# Your objective
Which of the lines below include the word "with"? Pull each one out.

# Information supplied
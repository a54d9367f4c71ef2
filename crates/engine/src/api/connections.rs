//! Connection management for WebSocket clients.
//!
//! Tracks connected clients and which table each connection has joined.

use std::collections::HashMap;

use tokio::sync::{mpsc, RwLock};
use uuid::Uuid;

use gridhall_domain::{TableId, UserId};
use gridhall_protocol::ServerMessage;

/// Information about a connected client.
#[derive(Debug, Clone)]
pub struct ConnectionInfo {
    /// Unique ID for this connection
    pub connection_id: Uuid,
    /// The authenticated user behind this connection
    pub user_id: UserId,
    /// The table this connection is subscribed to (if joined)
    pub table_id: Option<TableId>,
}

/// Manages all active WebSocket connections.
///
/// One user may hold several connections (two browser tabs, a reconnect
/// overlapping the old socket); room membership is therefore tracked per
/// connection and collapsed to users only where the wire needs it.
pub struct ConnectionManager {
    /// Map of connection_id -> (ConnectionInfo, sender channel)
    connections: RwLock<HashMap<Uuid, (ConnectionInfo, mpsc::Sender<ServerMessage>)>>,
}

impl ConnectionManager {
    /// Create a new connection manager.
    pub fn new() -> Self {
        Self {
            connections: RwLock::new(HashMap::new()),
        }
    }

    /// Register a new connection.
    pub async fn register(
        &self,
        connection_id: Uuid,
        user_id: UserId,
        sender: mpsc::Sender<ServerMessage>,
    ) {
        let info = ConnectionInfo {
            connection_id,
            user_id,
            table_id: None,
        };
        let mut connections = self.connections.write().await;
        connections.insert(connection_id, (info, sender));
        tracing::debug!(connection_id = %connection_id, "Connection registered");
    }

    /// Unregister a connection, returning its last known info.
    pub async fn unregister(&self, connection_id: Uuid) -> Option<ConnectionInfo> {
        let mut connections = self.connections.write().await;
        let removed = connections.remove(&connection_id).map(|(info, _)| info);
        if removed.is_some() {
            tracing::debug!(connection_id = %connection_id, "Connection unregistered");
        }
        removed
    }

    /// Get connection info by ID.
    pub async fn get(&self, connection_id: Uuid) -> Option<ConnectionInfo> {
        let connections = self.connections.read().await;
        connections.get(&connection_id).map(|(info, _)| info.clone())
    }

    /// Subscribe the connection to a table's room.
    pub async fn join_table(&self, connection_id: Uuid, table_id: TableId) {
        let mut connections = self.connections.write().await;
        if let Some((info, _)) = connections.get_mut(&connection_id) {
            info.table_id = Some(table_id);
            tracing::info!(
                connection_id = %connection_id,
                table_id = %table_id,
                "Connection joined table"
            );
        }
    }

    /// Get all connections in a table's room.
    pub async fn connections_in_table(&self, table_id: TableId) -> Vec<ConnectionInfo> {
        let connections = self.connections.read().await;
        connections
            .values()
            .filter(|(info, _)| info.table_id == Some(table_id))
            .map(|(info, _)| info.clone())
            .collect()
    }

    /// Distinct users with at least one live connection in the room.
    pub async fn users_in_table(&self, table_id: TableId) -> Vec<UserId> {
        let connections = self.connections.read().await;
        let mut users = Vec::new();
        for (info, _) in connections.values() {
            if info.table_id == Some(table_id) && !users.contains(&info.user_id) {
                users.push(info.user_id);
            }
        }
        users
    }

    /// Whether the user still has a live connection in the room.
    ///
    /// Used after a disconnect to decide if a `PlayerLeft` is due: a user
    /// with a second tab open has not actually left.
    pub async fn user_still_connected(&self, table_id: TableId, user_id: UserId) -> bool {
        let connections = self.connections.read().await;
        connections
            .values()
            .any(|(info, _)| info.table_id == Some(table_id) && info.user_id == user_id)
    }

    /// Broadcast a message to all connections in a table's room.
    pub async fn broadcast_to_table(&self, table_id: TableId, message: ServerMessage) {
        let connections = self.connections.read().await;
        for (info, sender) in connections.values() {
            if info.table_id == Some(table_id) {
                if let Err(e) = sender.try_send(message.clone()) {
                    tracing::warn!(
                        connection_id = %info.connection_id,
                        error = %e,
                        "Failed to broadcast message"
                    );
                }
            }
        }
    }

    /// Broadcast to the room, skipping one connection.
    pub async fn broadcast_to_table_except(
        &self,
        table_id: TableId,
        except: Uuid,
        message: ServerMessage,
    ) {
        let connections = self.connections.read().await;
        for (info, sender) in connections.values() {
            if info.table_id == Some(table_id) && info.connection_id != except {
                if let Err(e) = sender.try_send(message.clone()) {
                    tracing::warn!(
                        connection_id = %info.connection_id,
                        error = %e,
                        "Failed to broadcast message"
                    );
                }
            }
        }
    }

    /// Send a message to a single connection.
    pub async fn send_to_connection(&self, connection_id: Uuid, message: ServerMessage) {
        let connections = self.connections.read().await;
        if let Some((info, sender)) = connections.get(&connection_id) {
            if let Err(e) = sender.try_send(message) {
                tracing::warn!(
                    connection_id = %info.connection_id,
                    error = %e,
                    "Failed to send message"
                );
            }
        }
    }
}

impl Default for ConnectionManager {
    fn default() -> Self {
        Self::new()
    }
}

--

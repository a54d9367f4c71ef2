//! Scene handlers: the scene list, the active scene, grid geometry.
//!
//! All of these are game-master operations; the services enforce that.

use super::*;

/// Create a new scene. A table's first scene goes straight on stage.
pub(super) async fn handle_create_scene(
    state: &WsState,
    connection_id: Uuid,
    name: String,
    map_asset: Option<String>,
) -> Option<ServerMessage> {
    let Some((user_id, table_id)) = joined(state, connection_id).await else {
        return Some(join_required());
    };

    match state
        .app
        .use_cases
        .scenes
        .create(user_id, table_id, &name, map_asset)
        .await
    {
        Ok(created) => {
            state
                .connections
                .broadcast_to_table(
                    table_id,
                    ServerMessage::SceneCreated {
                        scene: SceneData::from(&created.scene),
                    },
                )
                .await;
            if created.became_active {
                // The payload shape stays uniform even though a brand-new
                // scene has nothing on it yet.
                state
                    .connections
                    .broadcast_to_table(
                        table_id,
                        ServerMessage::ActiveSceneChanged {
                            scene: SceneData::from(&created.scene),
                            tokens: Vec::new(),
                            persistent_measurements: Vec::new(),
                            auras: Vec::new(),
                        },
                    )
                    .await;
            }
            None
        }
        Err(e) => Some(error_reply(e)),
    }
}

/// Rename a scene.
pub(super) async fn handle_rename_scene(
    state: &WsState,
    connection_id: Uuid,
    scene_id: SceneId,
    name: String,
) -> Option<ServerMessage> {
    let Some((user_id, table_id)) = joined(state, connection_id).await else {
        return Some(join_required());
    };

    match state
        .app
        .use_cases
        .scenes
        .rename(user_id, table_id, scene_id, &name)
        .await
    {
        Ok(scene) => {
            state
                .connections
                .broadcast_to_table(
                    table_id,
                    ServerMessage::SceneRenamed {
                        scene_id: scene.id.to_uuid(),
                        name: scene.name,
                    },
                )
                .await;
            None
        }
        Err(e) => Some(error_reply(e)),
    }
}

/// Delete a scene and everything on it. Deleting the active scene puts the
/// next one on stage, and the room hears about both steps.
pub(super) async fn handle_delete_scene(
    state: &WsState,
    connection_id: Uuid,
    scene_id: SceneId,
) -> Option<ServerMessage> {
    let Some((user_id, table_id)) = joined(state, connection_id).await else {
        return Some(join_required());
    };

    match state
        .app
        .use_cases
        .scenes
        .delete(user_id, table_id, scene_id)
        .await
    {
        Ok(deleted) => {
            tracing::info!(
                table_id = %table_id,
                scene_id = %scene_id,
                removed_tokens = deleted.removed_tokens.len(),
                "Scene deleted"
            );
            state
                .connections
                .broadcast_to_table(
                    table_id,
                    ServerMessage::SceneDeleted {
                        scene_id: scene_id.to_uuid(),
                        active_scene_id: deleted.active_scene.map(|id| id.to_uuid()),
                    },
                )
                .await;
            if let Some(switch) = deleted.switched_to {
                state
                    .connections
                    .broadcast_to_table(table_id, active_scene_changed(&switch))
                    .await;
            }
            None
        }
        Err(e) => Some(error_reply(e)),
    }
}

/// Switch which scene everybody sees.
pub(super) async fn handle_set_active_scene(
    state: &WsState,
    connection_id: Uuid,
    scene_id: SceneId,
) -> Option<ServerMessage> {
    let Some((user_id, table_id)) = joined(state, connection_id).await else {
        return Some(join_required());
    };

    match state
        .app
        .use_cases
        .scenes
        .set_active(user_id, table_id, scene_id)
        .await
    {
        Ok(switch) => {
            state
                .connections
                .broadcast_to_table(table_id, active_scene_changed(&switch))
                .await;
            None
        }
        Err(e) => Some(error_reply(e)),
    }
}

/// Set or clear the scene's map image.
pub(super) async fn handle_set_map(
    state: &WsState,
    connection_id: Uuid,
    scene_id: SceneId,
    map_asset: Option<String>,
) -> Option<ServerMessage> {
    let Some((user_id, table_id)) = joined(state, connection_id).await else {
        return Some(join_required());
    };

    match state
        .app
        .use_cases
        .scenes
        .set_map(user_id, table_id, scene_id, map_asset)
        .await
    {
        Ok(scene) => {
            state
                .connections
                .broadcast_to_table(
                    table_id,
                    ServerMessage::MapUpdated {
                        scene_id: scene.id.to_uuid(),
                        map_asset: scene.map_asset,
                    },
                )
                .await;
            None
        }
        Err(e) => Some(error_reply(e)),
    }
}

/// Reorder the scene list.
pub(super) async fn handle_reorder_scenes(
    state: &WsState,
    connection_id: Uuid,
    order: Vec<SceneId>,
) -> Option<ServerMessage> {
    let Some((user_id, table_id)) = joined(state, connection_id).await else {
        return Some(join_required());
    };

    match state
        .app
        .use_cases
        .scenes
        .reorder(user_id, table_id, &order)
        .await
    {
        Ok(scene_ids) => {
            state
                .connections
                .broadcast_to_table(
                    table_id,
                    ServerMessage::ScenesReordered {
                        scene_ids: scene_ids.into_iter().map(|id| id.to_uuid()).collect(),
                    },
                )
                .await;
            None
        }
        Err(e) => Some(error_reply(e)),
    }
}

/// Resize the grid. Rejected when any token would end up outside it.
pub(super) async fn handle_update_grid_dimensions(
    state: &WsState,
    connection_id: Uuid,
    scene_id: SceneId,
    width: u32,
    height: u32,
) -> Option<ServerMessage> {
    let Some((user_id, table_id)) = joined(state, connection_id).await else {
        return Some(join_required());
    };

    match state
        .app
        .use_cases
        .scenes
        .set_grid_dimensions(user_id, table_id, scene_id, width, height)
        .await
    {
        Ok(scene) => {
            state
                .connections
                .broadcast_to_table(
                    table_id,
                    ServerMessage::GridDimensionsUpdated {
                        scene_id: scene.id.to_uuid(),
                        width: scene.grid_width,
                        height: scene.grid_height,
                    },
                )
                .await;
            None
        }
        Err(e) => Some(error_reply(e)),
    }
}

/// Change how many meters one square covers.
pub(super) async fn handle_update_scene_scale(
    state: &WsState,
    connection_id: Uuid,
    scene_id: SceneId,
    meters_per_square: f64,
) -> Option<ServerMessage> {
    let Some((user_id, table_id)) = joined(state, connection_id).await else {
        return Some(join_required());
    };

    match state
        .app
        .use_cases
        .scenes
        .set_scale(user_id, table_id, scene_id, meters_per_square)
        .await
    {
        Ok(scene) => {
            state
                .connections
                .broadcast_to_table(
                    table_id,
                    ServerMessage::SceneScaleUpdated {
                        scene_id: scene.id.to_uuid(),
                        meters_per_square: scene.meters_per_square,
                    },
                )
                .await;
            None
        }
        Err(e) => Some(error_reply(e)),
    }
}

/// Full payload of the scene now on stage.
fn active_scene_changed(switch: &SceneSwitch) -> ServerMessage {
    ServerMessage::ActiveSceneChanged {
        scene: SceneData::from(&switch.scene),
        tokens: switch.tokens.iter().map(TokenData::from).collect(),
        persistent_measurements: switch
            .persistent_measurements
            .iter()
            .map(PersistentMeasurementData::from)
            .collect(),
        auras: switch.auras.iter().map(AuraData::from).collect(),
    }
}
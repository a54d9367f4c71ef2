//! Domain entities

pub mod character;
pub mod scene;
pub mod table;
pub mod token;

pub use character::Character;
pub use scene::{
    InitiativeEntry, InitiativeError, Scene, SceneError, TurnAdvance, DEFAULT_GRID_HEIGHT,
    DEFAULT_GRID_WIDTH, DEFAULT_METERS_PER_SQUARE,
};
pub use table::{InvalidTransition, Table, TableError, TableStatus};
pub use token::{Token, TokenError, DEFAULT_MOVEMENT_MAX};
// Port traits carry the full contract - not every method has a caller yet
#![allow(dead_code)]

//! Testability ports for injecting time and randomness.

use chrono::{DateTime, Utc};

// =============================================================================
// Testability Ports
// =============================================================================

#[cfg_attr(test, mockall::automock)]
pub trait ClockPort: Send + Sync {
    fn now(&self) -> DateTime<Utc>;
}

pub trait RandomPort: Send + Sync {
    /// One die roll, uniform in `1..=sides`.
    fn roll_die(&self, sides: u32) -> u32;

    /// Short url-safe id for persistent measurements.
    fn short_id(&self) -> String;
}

# Exercise output
    /// Distinct users with at least one live connection in the room.
    /// with a second tab open has not actually left.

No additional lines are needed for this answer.